In an embodiment, the preparation of RENPs labeling solution in step 2 includes the following process:
{circle around (1)} Activating Treatment of RENPs
Surface carboxylated RENPs are incubated with 1-(3-Dimethylaminopropyl)-3-ethylcarbodiimide hydro (EDC) and n-hydroxy succinimide (NHS) in 2-morpholinoethanesulphonic acid (MES) buffer (50 mM, pH 6.0) at the room temperature RT for 30 min. After centrifugation, the precipitate is fully dispersed by ultrasound. Specifically, ultrasonic resuspension is performed on the carboxylated RENPs, and then a supernatant is discarded after high-speed centrifugation to obtain a precipitate; the MES buffer is added into the precipitate for ultrasonically dispersing, followed by adding EDC and Sulfo-NHS, oscillating and performing a reaction to obtain a first product; a supernatant of the first product is discarded and a precipitate of the first product is obtained after high-speed centrifugation, followed by adding a phosphate buffer (PB) for ultrasonic dispersion to obtain an activated RENPs solution;
{circle around (2)} Conjugation Antibody of RENPs
The activated RENPs are incubated with the detection antibody at RT for 2 h, followed by adding into 10% bovine serum albumin (BSA) solution to block conjugation reaction. After centrifugation, the precipitate is treated with washing buffer, followed by adding with the protective solution, finally storing at 4° C. Specifically, the detection antibodies are added into the activated RENPs solution for oscillating, then the BSA solution is added for sealing, and finally the ethanolamine solution is added to terminate the reaction to obtain a second product; a supernatant of the second product is discarded and a precipitate of the second product is obtained after high-speed centrifugation, followed by adding microsphere washing liquid into the precipitate of the second product and ultrasonically suspending for 2-3 times; then adding a microsphere protective solution and storing at 4° C. for later use.

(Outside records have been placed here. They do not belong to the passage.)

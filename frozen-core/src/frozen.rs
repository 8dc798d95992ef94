use alloc::sync::Arc;
use alloc::vec::Vec;
use core::hash::{Hash, Hasher};

use crate::partial::Record;
use crate::{
    Catalog, ConstructionState, FrozenError, Partial, TypeDescriptor, UpdateTargetReason, Value,
    ValueKind, WriteOp,
};

/// A constructed, permanently immutable instance.
///
/// Cloning is cheap and shares the same frozen record. Reads need no
/// synchronization, so a `Frozen` can be handed to any number of threads.
#[derive(Clone)]
pub struct Frozen {
    record: Arc<Record>,
}

impl Frozen {
    pub(crate) fn from_record(record: Record) -> Self {
        debug_assert_eq!(record.state, ConstructionState::Frozen);
        Self {
            record: Arc::new(record),
        }
    }

    /// The exact type of this instance
    #[inline]
    pub fn descriptor(&self) -> &'static TypeDescriptor {
        self.record.catalog.descriptor()
    }

    /// The resolved catalog of the exact type
    #[inline]
    pub fn catalog(&self) -> &'static Catalog {
        self.record.catalog
    }

    /// Always [`ConstructionState::Frozen`]
    #[inline]
    pub fn state(&self) -> ConstructionState {
        self.record.state
    }

    /// Reads a field. `None` if the name is unknown or was never set.
    pub fn get(&self, name: &str) -> Option<&Value> {
        self.record.fields.get(name)
    }

    /// Reads a field, distinguishing unknown names from data fields the
    /// constructor left unset.
    pub fn field(&self, name: &str) -> Result<&Value, FrozenError> {
        if let Some(value) = self.record.fields.get(name) {
            return Ok(value);
        }
        match self.record.catalog.intern(name) {
            Some(field) => Err(FrozenError::UninitializedField {
                type_name: self.record.type_name(),
                field,
            }),
            None => Err(FrozenError::UnknownField {
                type_name: self.record.type_name(),
                field: name.into(),
            }),
        }
    }

    /// Every stored field, in catalog order
    pub fn fields(&self) -> impl Iterator<Item = (&'static str, &Value)> + '_ {
        self.record.fields.iter().map(|(name, value)| (*name, value))
    }

    /// The defining fields, in defining-field order
    pub fn defining_values(&self) -> impl Iterator<Item = (&'static str, &Value)> + '_ {
        self.record
            .catalog
            .defining()
            .iter()
            .filter_map(|name| self.record.fields.get(*name).map(|value| (*name, value)))
    }

    /// Number of stored fields
    pub fn len(&self) -> usize {
        self.record.fields.len()
    }

    /// Returns true if no field is stored
    pub fn is_empty(&self) -> bool {
        self.record.fields.is_empty()
    }

    /// Returns true if both handles share the same record
    pub fn ptr_eq(&self, other: &Frozen) -> bool {
        Arc::ptr_eq(&self.record, &other.record)
    }

    /// Feeds the type identity and the defining values into `state`. On
    /// failure, returns the first defining field that cannot be hashed.
    pub fn hash_identity<H: Hasher>(&self, state: &mut H) -> Result<(), (&'static str, ValueKind)> {
        self.descriptor().hash(state);
        for (name, value) in self.defining_values() {
            value.hash_into(state).map_err(|kind| (name, kind))?;
        }
        Ok(())
    }

    /// Hashes the instance from its exact type and defining values.
    ///
    /// Fails with [`FrozenError::NotHashable`] if a defining value is (or
    /// contains) a list or a map. Construction never checks this.
    pub fn try_hash(&self) -> Result<u64, FrozenError> {
        let mut hasher = std::hash::DefaultHasher::new();
        self.hash_identity(&mut hasher)
            .map_err(|(field, kind)| FrozenError::NotHashable {
                type_name: self.record.type_name(),
                field,
                kind,
            })?;
        Ok(hasher.finish())
    }

    /// Attempts to set a field. Always fails with
    /// [`FrozenError::ImmutabilityViolation`], leaving the instance unchanged.
    pub fn set(&self, name: &str, _value: impl Into<Value>) -> Result<(), FrozenError> {
        self.record.gate(WriteOp::Set, name)
    }

    /// Attempts to remove a field. Always fails with
    /// [`FrozenError::ImmutabilityViolation`].
    pub fn remove(&self, name: &str) -> Result<Option<Value>, FrozenError> {
        self.record.gate(WriteOp::Remove, name).map(|()| None)
    }

    /// Attempts to run an ancestor constructor against this instance. Always
    /// fails with [`FrozenError::ImmutabilityViolation`].
    pub fn init_ancestor(&self, ancestor: &'static TypeDescriptor) -> Result<(), FrozenError> {
        self.record.gate(WriteOp::AncestorInit, ancestor.name)
    }

    /// Builds a new instance by merging `changes` onto this instance's
    /// defining values and running the constructor again, so data fields are
    /// re-derived. The receiver is untouched.
    ///
    /// Every name must be a defining field of the exact type; otherwise
    /// [`FrozenError::InvalidUpdateTarget`] is returned before anything runs.
    pub fn update<K, V>(&self, changes: impl IntoIterator<Item = (K, V)>) -> Result<Frozen, FrozenError>
    where
        K: AsRef<str>,
        V: Into<Value>,
    {
        let catalog = self.record.catalog;
        let changes = self.validate(changes, |name| {
            if catalog.is_defining(name) {
                None
            } else {
                Some(UpdateTargetReason::DataField)
            }
        })?;

        let mut values: Vec<Value> = self.defining_values().map(|(_, v)| v.clone()).collect();
        for (name, value) in changes {
            if let Some(index) = catalog.defining().iter().position(|n| *n == name) {
                values[index] = value;
            }
        }
        trace!("Updating {} through its constructor", self.record.type_name());
        self.descriptor().construct(values)
    }

    /// Builds a new instance by copying every stored field and overwriting
    /// the named ones verbatim. No constructor runs, so derived data fields
    /// are not recomputed. The receiver is untouched.
    ///
    /// Names may be any field of the exact type; unknown names fail with
    /// [`FrozenError::InvalidUpdateTarget`] before anything is built.
    pub fn replace<K, V>(&self, changes: impl IntoIterator<Item = (K, V)>) -> Result<Frozen, FrozenError>
    where
        K: AsRef<str>,
        V: Into<Value>,
    {
        let changes = self.validate(changes, |_| None)?;
        let current = self.fields().map(|(name, value)| (name, value.clone()));
        let partial = Partial::preload(self.record.catalog, current.chain(changes))?;
        trace!("Replaced fields on a copy of {}", self.record.type_name());
        partial.freeze()
    }

    fn validate<K, V>(
        &self,
        changes: impl IntoIterator<Item = (K, V)>,
        refuse: impl Fn(&str) -> Option<UpdateTargetReason>,
    ) -> Result<Vec<(&'static str, Value)>, FrozenError>
    where
        K: AsRef<str>,
        V: Into<Value>,
    {
        changes
            .into_iter()
            .map(|(name, value)| {
                let name = name.as_ref();
                let invalid = |reason| FrozenError::InvalidUpdateTarget {
                    type_name: self.record.type_name(),
                    field: name.into(),
                    reason,
                };
                let field = self
                    .record
                    .catalog
                    .intern(name)
                    .ok_or_else(|| invalid(UpdateTargetReason::UnknownField))?;
                match refuse(field) {
                    Some(reason) => Err(invalid(reason)),
                    None => Ok((field, value.into())),
                }
            })
            .collect()
    }
}

impl PartialEq for Frozen {
    fn eq(&self, other: &Self) -> bool {
        if self.ptr_eq(other) {
            return true;
        }
        self.descriptor() == other.descriptor()
            && self.defining_values().map(|(_, v)| v).eq(other.defining_values().map(|(_, v)| v))
    }
}

impl core::fmt::Display for Frozen {
    fn fmt(&self, f: &mut core::fmt::Formatter<'_>) -> core::fmt::Result {
        write!(f, "{}(", self.descriptor().name)?;
        for (index, (name, value)) in self.defining_values().enumerate() {
            if index > 0 {
                write!(f, ", ")?;
            }
            write!(f, "{name}={value}")?;
        }
        write!(f, ")")
    }
}

impl core::fmt::Debug for Frozen {
    fn fmt(&self, f: &mut core::fmt::Formatter<'_>) -> core::fmt::Result {
        let mut s = f.debug_struct(self.descriptor().name);
        for (name, value) in self.fields() {
            s.field(name, value);
        }
        s.finish()
    }
}

/// A frozen instance known to be hashable, usable as a `HashMap` or
/// `HashSet` key. The hash is computed once, on conversion.
#[derive(Clone, Debug)]
pub struct HashKey {
    frozen: Frozen,
    hash: u64,
}

impl HashKey {
    /// The wrapped instance
    pub fn get(&self) -> &Frozen {
        &self.frozen
    }

    /// Unwraps the instance
    pub fn into_inner(self) -> Frozen {
        self.frozen
    }
}

impl TryFrom<Frozen> for HashKey {
    type Error = FrozenError;

    fn try_from(frozen: Frozen) -> Result<Self, Self::Error> {
        let hash = frozen.try_hash()?;
        Ok(Self { frozen, hash })
    }
}

impl PartialEq for HashKey {
    fn eq(&self, other: &Self) -> bool {
        self.hash == other.hash && self.frozen == other.frozen
    }
}

// NaN defining values are the one exception to reflexivity, as with `f64`.
impl Eq for HashKey {}

impl Hash for HashKey {
    fn hash<H: Hasher>(&self, state: &mut H) {
        state.write_u64(self.hash);
    }
}

#[cfg(test)]
mod tests {
    use crate::{
        Args, ConstructionState, FrozenError, HashKey, Partial, TypeDescriptor, UpdateTargetReason,
        Value, ValueKind, WriteOp,
    };

    fn person_init(this: &mut Partial, args: &Args) -> Result<(), FrozenError> {
        let first = args.get("first")?.try_str()?;
        let last = args.get("last")?.try_str()?;
        let full = format!("{last}, {first}");
        this.assign_args(args)?.set("full", full)?;
        Ok(())
    }

    static PERSON: TypeDescriptor = TypeDescriptor::builder("Person")
        .defining(&["first", "last"])
        .data(&["full", "nickname"])
        .constructor(person_init)
        .build();

    #[test]
    fn writes_after_freeze_are_rejected() {
        let p = PERSON.construct(["John", "Smith"]).unwrap();
        assert_eq!(p.state(), ConstructionState::Frozen);

        let err = p.set("first", "Jane").unwrap_err();
        assert!(matches!(
            err,
            FrozenError::ImmutabilityViolation { op: WriteOp::Set, .. }
        ));
        // a brand-new name is rejected the same way
        assert!(p.set("age", 3).is_err());
        assert!(matches!(
            p.remove("full").unwrap_err(),
            FrozenError::ImmutabilityViolation { op: WriteOp::Remove, .. }
        ));
        assert_eq!(p.get("first"), Some(&Value::from("John")));
        assert_eq!(p.len(), 3);
    }

    #[test]
    fn shared_handles_reject_writes_too() {
        let p = PERSON.construct(["John", "Smith"]).unwrap();
        let alias = p.clone();
        assert!(alias.ptr_eq(&p));
        assert!(alias.set("first", "Jane").is_err());
        assert_eq!(p.get("first"), Some(&Value::from("John")));
    }

    #[test]
    fn field_distinguishes_unknown_from_unset() {
        let p = PERSON.construct(["John", "Smith"]).unwrap();
        assert!(matches!(
            p.field("nickname").unwrap_err(),
            FrozenError::UninitializedField { field: "nickname", .. }
        ));
        assert!(matches!(
            p.field("age").unwrap_err(),
            FrozenError::UnknownField { .. }
        ));
        assert_eq!(p.field("full").unwrap(), &Value::from("Smith, John"));
    }

    #[test]
    fn data_fields_do_not_affect_identity() {
        let a = PERSON.construct(["John", "Smith"]).unwrap();
        let b = a.replace(fields! { full: "whatever" }).unwrap();
        assert_eq!(a, b);
        assert_eq!(a.try_hash().unwrap(), b.try_hash().unwrap());

        let c = a.update(fields! { first: "Jane" }).unwrap();
        assert_ne!(a, c);
    }

    #[test]
    fn unhashable_defining_value_fails_at_hash_time() {
        let p = PERSON
            .construct_with([("first", Value::from("x")), ("last", Value::List(vec![]))])
            .unwrap_err();
        // the constructor wants a string, so this fails in the body
        assert!(matches!(p, FrozenError::WrongKind { actual: ValueKind::List, .. }));

        let p = PERSON.construct(["John", "Smith"]).unwrap();
        let weird = p.replace(fields! { last: vec![Value::Int(1)] }).unwrap();
        let err = weird.try_hash().unwrap_err();
        assert!(matches!(
            err,
            FrozenError::NotHashable { field: "last", kind: ValueKind::List, .. }
        ));
        assert!(HashKey::try_from(weird).is_err());
    }

    #[test]
    fn update_rejects_data_fields() {
        let p = PERSON.construct(["John", "Smith"]).unwrap();
        let err = p.update(fields! { full: "x" }).unwrap_err();
        assert!(matches!(
            err,
            FrozenError::InvalidUpdateTarget { reason: UpdateTargetReason::DataField, .. }
        ));
        let err = p.update(fields! { age: 3 }).unwrap_err();
        assert!(matches!(
            err,
            FrozenError::InvalidUpdateTarget { reason: UpdateTargetReason::UnknownField, .. }
        ));
    }

    #[test]
    fn display_and_debug() {
        let p = PERSON.construct(["John", "Smith"]).unwrap();
        assert_eq!(p.to_string(), r#"Person(first="John", last="Smith")"#);
        assert_eq!(
            format!("{p:?}"),
            r#"Person { first: Str("John"), last: Str("Smith"), full: Str("Smith, John") }"#
        );
    }
}
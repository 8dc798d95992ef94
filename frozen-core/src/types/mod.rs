//! Declarations: type descriptors, their fields, and the resolved catalog.

mod descriptor;
pub use descriptor::*;

mod field;
pub use field::*;

mod catalog;
pub use catalog::*;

In an embodiment, the molar ratio of the carboxylated RENPs, EDC and NHS (i.e., Sulfo-NHS) in step {circle around (1)} is 1:5:10.
In an embodiment, the microsphere washing solution is 10 millimoles per liter (mM) phosphate buffer saline (PBS) buffer containing 0.5% BSA and 0.1% Tween-20, and the composition of microsphere protective solution is 10 mM PBS buffer containing 0.5% BSA.
In an embodiment, the microsphere diluent is 10 mM citric acid solution containing 1% sucrose.
In an embodiment, the treatment solution of sample pad is 20 mM tris(hydroxymethyl)aminomethane (Tris) buffer containing 0.5% surfactant S9 (i.e., Tetronic™ 1307), 0.05% BSA, 0.05% Tween-20, 0.3% polyvinylpyrrolidone K30 (PVP-K30) and 0.05% PROCLIN-300.
In an embodiment, the addition of antibody in step {circle around (2)} is 0.05-0.2 mg.
In an embodiment, the concentrations of T line and C line in step (3) are 0.5-2.0 mg·mL−1.
In an embodiment, a spraying amount of the T line and the C line is 0.5-2 μL·cm−1.
Compared with the existing rapid test strip, the invention has the following advantages:
The invention chooses RENPs with NIR-II fluorescence as an efficient probe, and its excellent optical properties make the prepared test strip has excellent detection sensitivity, good accuracy, high stability and favorable repeatability.
The preparation method of NIR-II test strip has advantages of simplicity and low price, which is suitable for large-scale production of test strip.
Description of reference numerals: 1. plastic backing; 2. sample pad; 3. conjugation pad; 4. NC membrane; 5. absorbent pad; 6. test line; 7. control line.
The principles and features of the invention are described in combination with the attached drawings. The embodiments given are only used to explain the invention and are not used to limit the scope of the invention.
As shown in
The probe possesses fluorescent emission double peaks, and the central wavelength of the emission peak is 1064±15 nm and 1345±15 nm, respectively.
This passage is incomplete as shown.